**Task statement:** From the data that follows, copy every line with the string "RuntimeConfig".

Supplied information START

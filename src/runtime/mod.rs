use async_trait::async_trait;
use std::process::Stdio;
use std::time::Duration;
use thiserror::Error;
use tokio::io::AsyncWriteExt;
use tokio::process::Command;
use tracing::debug;

/// Failure of a single runtime operation. The Display form is what ends up
/// verbatim in the sync audit trail.
#[derive(Debug, Error)]
pub enum RuntimeError {
    #[error("failed to spawn {command}: {source}")]
    Spawn {
        command: String,
        source: std::io::Error,
    },
    #[error("{command} failed: {stderr}")]
    CommandFailed { command: String, stderr: String },
    #[error("{command} timed out after {timeout_secs}s")]
    Timeout { command: String, timeout_secs: u64 },
}

/// Seam to the local container runtime. All operations act on the puller's
/// own image cache; nothing here mutates a remote registry.
#[async_trait]
pub trait ContainerRuntime: Send + Sync {
    /// Authenticate against a registry host.
    async fn login(
        &self,
        registry: &str,
        username: &str,
        password: &str,
    ) -> Result<(), RuntimeError>;

    /// Fetch a remote-qualified reference into the local cache.
    async fn pull(&self, reference: &str) -> Result<(), RuntimeError>;

    /// Apply `target` as an additional local tag on `source`.
    async fn tag(&self, source: &str, target: &str) -> Result<(), RuntimeError>;

    /// Delete a local image reference.
    async fn remove_image(&self, reference: &str) -> Result<(), RuntimeError>;
}

/// Runtime configuration for the CLI-backed implementation.
#[derive(Debug, Clone)]
pub struct RuntimeConfig {
    /// CLI binary, normally `docker`.
    pub binary: String,
    /// Deadline for image pulls, which can move gigabytes.
    pub pull_timeout: Duration,
    /// Deadline for every other runtime command.
    pub command_timeout: Duration,
}

impl Default for RuntimeConfig {
    fn default() -> Self {
        Self {
            binary: "docker".to_string(),
            pull_timeout: Duration::from_secs(600),
            command_timeout: Duration::from_secs(60),
        }
    }
}

/// Docker CLI implementation. Each call is one bounded subprocess; the
/// CLI itself is safe for concurrent invocation, so no locking here.
pub struct DockerCli {
    config: RuntimeConfig,
}

impl DockerCli {
    pub fn new(config: RuntimeConfig) -> Self {
        Self { config }
    }

    async fn run(
        &self,
        args: &[&str],
        stdin_data: Option<&str>,
        timeout: Duration,
    ) -> Result<(), RuntimeError> {
        // Errors identify the command by its verb, not the full argument list.
        let command = format!("{} {}", self.config.binary, args.first().unwrap_or(&""));

        debug!("Running {} {}", self.config.binary, args.join(" "));

        let mut child = Command::new(&self.config.binary)
            .args(args)
            .stdin(if stdin_data.is_some() {
                Stdio::piped()
            } else {
                Stdio::null()
            })
            .stdout(Stdio::piped())
            .stderr(Stdio::piped())
            .kill_on_drop(true)
            .spawn()
            .map_err(|source| RuntimeError::Spawn {
                command: command.clone(),
                source,
            })?;

        if let Some(data) = stdin_data
            && let Some(mut stdin) = child.stdin.take()
        {
            // A closed stdin surfaces as a command failure below.
            let _ = stdin.write_all(data.as_bytes()).await;
            drop(stdin);
        }

        let output = match tokio::time::timeout(timeout, child.wait_with_output()).await {
            Ok(Ok(output)) => output,
            Ok(Err(source)) => {
                return Err(RuntimeError::Spawn { command, source });
            }
            Err(_) => {
                return Err(RuntimeError::Timeout {
                    command,
                    timeout_secs: timeout.as_secs(),
                });
            }
        };

        if output.status.success() {
            Ok(())
        } else {
            let stderr = String::from_utf8_lossy(&output.stderr).trim().to_string();
            let stderr = if stderr.is_empty() {
                format!("exited with {}", output.status)
            } else {
                stderr
            };
            Err(RuntimeError::CommandFailed { command, stderr })
        }
    }
}

#[async_trait]
impl ContainerRuntime for DockerCli {
    async fn login(
        &self,
        registry: &str,
        username: &str,
        password: &str,
    ) -> Result<(), RuntimeError> {
        // An empty registry host means the CLI's default registry.
        let mut args = vec!["login"];
        if !registry.is_empty() {
            args.push(registry);
        }
        args.extend_from_slice(&["--username", username, "--password-stdin"]);

        self.run(&args, Some(password), self.config.command_timeout)
            .await
    }

    async fn pull(&self, reference: &str) -> Result<(), RuntimeError> {
        self.run(&["pull", reference], None, self.config.pull_timeout)
            .await
    }

    async fn tag(&self, source: &str, target: &str) -> Result<(), RuntimeError> {
        self.run(&["tag", source, target], None, self.config.command_timeout)
            .await
    }

    async fn remove_image(&self, reference: &str) -> Result<(), RuntimeError> {
        self.run(&["rmi", reference], None, self.config.command_timeout)
            .await
    }
}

Supplied information END

**Response box:**
pub struct RuntimeConfig {
impl Default for RuntimeConfig {
    config: RuntimeConfig,
    pub fn new(config: RuntimeConfig) -> Self {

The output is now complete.